Defending his legacy: Putin spends his way out of financial crisis.

The Russian economy continued to slide down a slippery slope of economic crisis as a series of adjustments to the trading corridor of the ruble reflected a continued policy of gradual devaluation. The Central Bank of Russia boosted the refinancing rate in an effort to stem pressure on the currency, the defense of which has been chipping away at Russia’s foreign currency reserves at a frightening rate.

Although letting the ruble go would be political dynamite and effectively erase one of the most important accomplishments of the Putin era—particularly macroeconomic stability—some analysts suggest that the price of continued defense may wind up being too steep. Meanwhile, the Russian ministry of economy announced new macroeconomic forecasts that project GDP growth of 3.5% in 2009 (compared with an average of 7% over the past eight years) and a ruble exchange rate of 32 to the dollar, compared to 28 as of early December.

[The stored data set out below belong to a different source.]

//! Calling side of the wallet wire.

use kestrel_wallet::{
    CreateHmacArgs, CreateHmacResult, CreateSignatureArgs, CreateSignatureResult, DecryptArgs,
    DecryptResult, EncryptArgs, EncryptResult, GetPublicKeyArgs, GetPublicKeyResult,
    VerifyHmacArgs, VerifyHmacResult, VerifySignatureArgs, VerifySignatureResult,
};

use crate::{
    error::WireError,
    frame::{read_result_frame, write_request_frame, Call, RequestFrame, ResultFrame},
    processor::WalletWire,
    serializer,
};

/// Exposes the proto-wallet operation surface over any [`WalletWire`]:
/// each call serialises its arguments, transmits a request frame, and
/// decodes the result frame.
///
/// Error result frames surface as [`WireError::Remote`] with the serving
/// side's code and message.
#[derive(Debug)]
pub struct WalletWireTransceiver<W: WalletWire> {
    wire: W,
}

impl<W: WalletWire> WalletWireTransceiver<W> {
    /// Wrap a wire.
    pub fn new(wire: W) -> Self {
        Self { wire }
    }

    fn transmit(
        &self,
        call: Call,
        originator: &str,
        params: Vec<u8>,
    ) -> Result<Vec<u8>, WireError> {
        let frame = write_request_frame(&RequestFrame {
            call: call as u8,
            originator: originator.to_owned(),
            params,
        })?;
        let response = self.wire.transmit_to_wallet(&frame)?;
        match read_result_frame(&response)? {
            ResultFrame::Success(payload) => Ok(payload),
            ResultFrame::Error(error) => Err(WireError::Remote {
                code: error.code,
                message: error.message,
                stack: error.stack,
            }),
        }
    }

    /// Remote `getPublicKey`.
    pub fn get_public_key(
        &self,
        args: &GetPublicKeyArgs,
        originator: &str,
    ) -> Result<GetPublicKeyResult, WireError> {
        let payload = self.transmit(
            Call::GetPublicKey,
            originator,
            serializer::serialize_get_public_key_args(args),
        )?;
        serializer::deserialize_get_public_key_result(&payload)
    }

    /// Remote `encrypt`.
    pub fn encrypt(&self, args: &EncryptArgs, originator: &str) -> Result<EncryptResult, WireError> {
        let payload = self.transmit(
            Call::Encrypt,
            originator,
            serializer::serialize_encrypt_args(args),
        )?;
        serializer::deserialize_encrypt_result(&payload)
    }

    /// Remote `decrypt`.
    pub fn decrypt(&self, args: &DecryptArgs, originator: &str) -> Result<DecryptResult, WireError> {
        let payload = self.transmit(
            Call::Decrypt,
            originator,
            serializer::serialize_decrypt_args(args),
        )?;
        serializer::deserialize_decrypt_result(&payload)
    }

    /// Remote `createSignature`.
    pub fn create_signature(
        &self,
        args: &CreateSignatureArgs,
        originator: &str,
    ) -> Result<CreateSignatureResult, WireError> {
        let payload = self.transmit(
            Call::CreateSignature,
            originator,
            serializer::serialize_create_signature_args(args),
        )?;
        serializer::deserialize_create_signature_result(&payload)
    }

    /// Remote `verifySignature`.
    pub fn verify_signature(
        &self,
        args: &VerifySignatureArgs,
        originator: &str,
    ) -> Result<VerifySignatureResult, WireError> {
        let payload = self.transmit(
            Call::VerifySignature,
            originator,
            serializer::serialize_verify_signature_args(args),
        )?;
        serializer::deserialize_verify_signature_result(&payload)
    }

    /// Remote `createHmac`.
    pub fn create_hmac(
        &self,
        args: &CreateHmacArgs,
        originator: &str,
    ) -> Result<CreateHmacResult, WireError> {
        let payload = self.transmit(
            Call::CreateHmac,
            originator,
            serializer::serialize_create_hmac_args(args),
        )?;
        serializer::deserialize_create_hmac_result(&payload)
    }

    /// Remote `verifyHmac`.
    pub fn verify_hmac(
        &self,
        args: &VerifyHmacArgs,
        originator: &str,
    ) -> Result<VerifyHmacResult, WireError> {
        let payload = self.transmit(
            Call::VerifyHmac,
            originator,
            serializer::serialize_verify_hmac_args(args),
        )?;
        serializer::deserialize_verify_hmac_result(&payload)
    }
}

In a nationally televised question-and-answer session—continuing a tradition he established while president—prime minister Vladimir Putin tried to reassure Russian citizens that they would not fall victim to another financial crisis, promising that the state would pump billions of rubles into a wide array of social programs. He also dismissed rumors that he would resign as prime minister and/or that he might return to the presidency before elections in 2012.

MDM Bank and Ursa Bank, Russia’s 13th- and 15th-largest banks, respectively, announced that they would merge, marking an important step in what might be a prolonged process of banking sector consolidation.

In the latest reminder of the dangers of poor corporate governance in Russia, London-listed independent oil producer Sibir Energy announced in early December that it would assume an additional $340 million worth of distressed assets owned by major shareholder Shalva Chigirinsky, resulting in the shares losing more than half their value in trading the same day.